John of Brienne died of old age in 1237, at a time when the young Baldwin II was away from Constantinople, traveling through Italy asking for aid. Though another joint attack on Constantinople may have been fruitful, Asen realized that Vatatzes was the chief beneficiary of the Latin Empire's downfall. Perhaps motivated by his own desire to take Constantinople, Asen broke his marriage agreement with Vatatzes, recalling his daughter to Bulgaria. He also made a treaty with the Latins and joined a Latin siege of the Nicene-held Tzurulum. Asen furthermore released the blinded Theodore Komnenos Doukas from captivity and married Theodore's daughter, Irene. Theodore made his way to Thessalonica and organized an uprising against Manuel, who fled to Turkish territory. Since Theodore could no longer officially rule himself, he had his younger son John Komnenos Doukas crowned as emperor in Thessalonica while he himself held the real power form the nearby town of Vodena.

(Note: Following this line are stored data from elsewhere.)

use std::str::FromStr;

use loot_condition_interpreter::Expression;

use crate::metadata::{File, PluginCleaningData, PluginMetadata};

pub fn evaluate_all_conditions(
    mut metadata: PluginMetadata,
    state: &loot_condition_interpreter::State,
) -> Result<Option<PluginMetadata>, loot_condition_interpreter::Error> {
    metadata.set_load_after_files(filter_files_on_conditions(
        metadata.load_after_files(),
        state,
    )?);

    metadata.set_requirements(filter_files_on_conditions(metadata.requirements(), state)?);

    metadata.set_incompatibilities(filter_files_on_conditions(
        metadata.incompatibilities(),
        state,
    )?);

    metadata.set_messages(
        metadata
            .messages()
            .iter()
            .filter_map(|m| filter_map_on_condition(m, m.condition(), state))
            .collect::<Result<Vec<_>, _>>()?,
    );

    metadata.set_tags(
        metadata
            .tags()
            .iter()
            .filter_map(|t| filter_map_on_condition(t, t.condition(), state))
            .collect::<Result<Vec<_>, _>>()?,
    );

    if !metadata.is_regex_plugin() {
        metadata.set_dirty_info(filter_cleaning_data_on_conditions(
            metadata.name(),
            metadata.dirty_info(),
            state,
        )?);

        metadata.set_clean_info(filter_cleaning_data_on_conditions(
            metadata.name(),
            metadata.clean_info(),
            state,
        )?);
    }

    if metadata.has_name_only() {
        Ok(None)
    } else {
        Ok(Some(metadata))
    }
}

fn evaluate_condition(
    condition: Option<&str>,
    state: &loot_condition_interpreter::State,
) -> Result<bool, loot_condition_interpreter::Error> {
    if let Some(condition) = condition {
        Expression::from_str(condition).and_then(|e| e.eval(state))
    } else {
        Ok(true)
    }
}

pub fn filter_map_on_condition<T: Clone>(
    item: &T,
    condition: Option<&str>,
    state: &loot_condition_interpreter::State,
) -> Option<Result<T, loot_condition_interpreter::Error>> {
    evaluate_condition(condition, state)
        .map(|r| r.then(|| item.clone()))
        .transpose()
}

fn filter_files_on_conditions(
    files: &[File],
    state: &loot_condition_interpreter::State,
) -> Result<Vec<File>, loot_condition_interpreter::Error> {
    files
        .iter()
        .filter_map(|file| filter_map_on_condition(file, file.condition(), state))
        .collect::<Result<Vec<_>, _>>()
}

fn filter_cleaning_data_on_conditions(
    plugin_name: &str,
    cleaning_info: &[PluginCleaningData],
    state: &loot_condition_interpreter::State,
) -> Result<Vec<PluginCleaningData>, loot_condition_interpreter::Error> {
    if plugin_name.is_empty() {
        return Ok(Vec::new());
    }

    cleaning_info
        .iter()
        .filter_map(|i| {
            let condition = format!("checksum(\"{}\", {:08X})", plugin_name, i.crc());

            filter_map_on_condition(i, Some(condition.as_str()), state)
        })
        .collect::<Result<Vec<_>, _>>()
}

An outbreak of the plague in Bulgaria, which killed both high church officials and several of Asen's immediate family members was interpreted by the Bulgarian emperor as divine wrath for his treachery against the Nicenes. Asen ended his participation in the siege of Tzurulum, returned his daughter to Nicaea, and renewed his alliance. At the same time, Manuel Doukas resurfaced at Nicaea and Vatatzes agreed to help him retake Thessalonica. In early 1239, Manuel and a Nicene force landed in Thessaly, though Theodore stopped the invasion diplomatically by allowing Manuel to govern Thessaly under Thessalonian suzerainty. Later in the same year, Baldwin II returned to Constantinople, backed by an army of French soldiers he had raised through selling a Byzantine relic purported to be the crown of thorns to Louis IX of France. The Latin army, also joined by a force of Cumans fleeing the Mongols, captured Tzurulum from Nicaea in 1240. In retaliation, Vatatzes managed to capture Nicomedia from the Latins in a naval campaign.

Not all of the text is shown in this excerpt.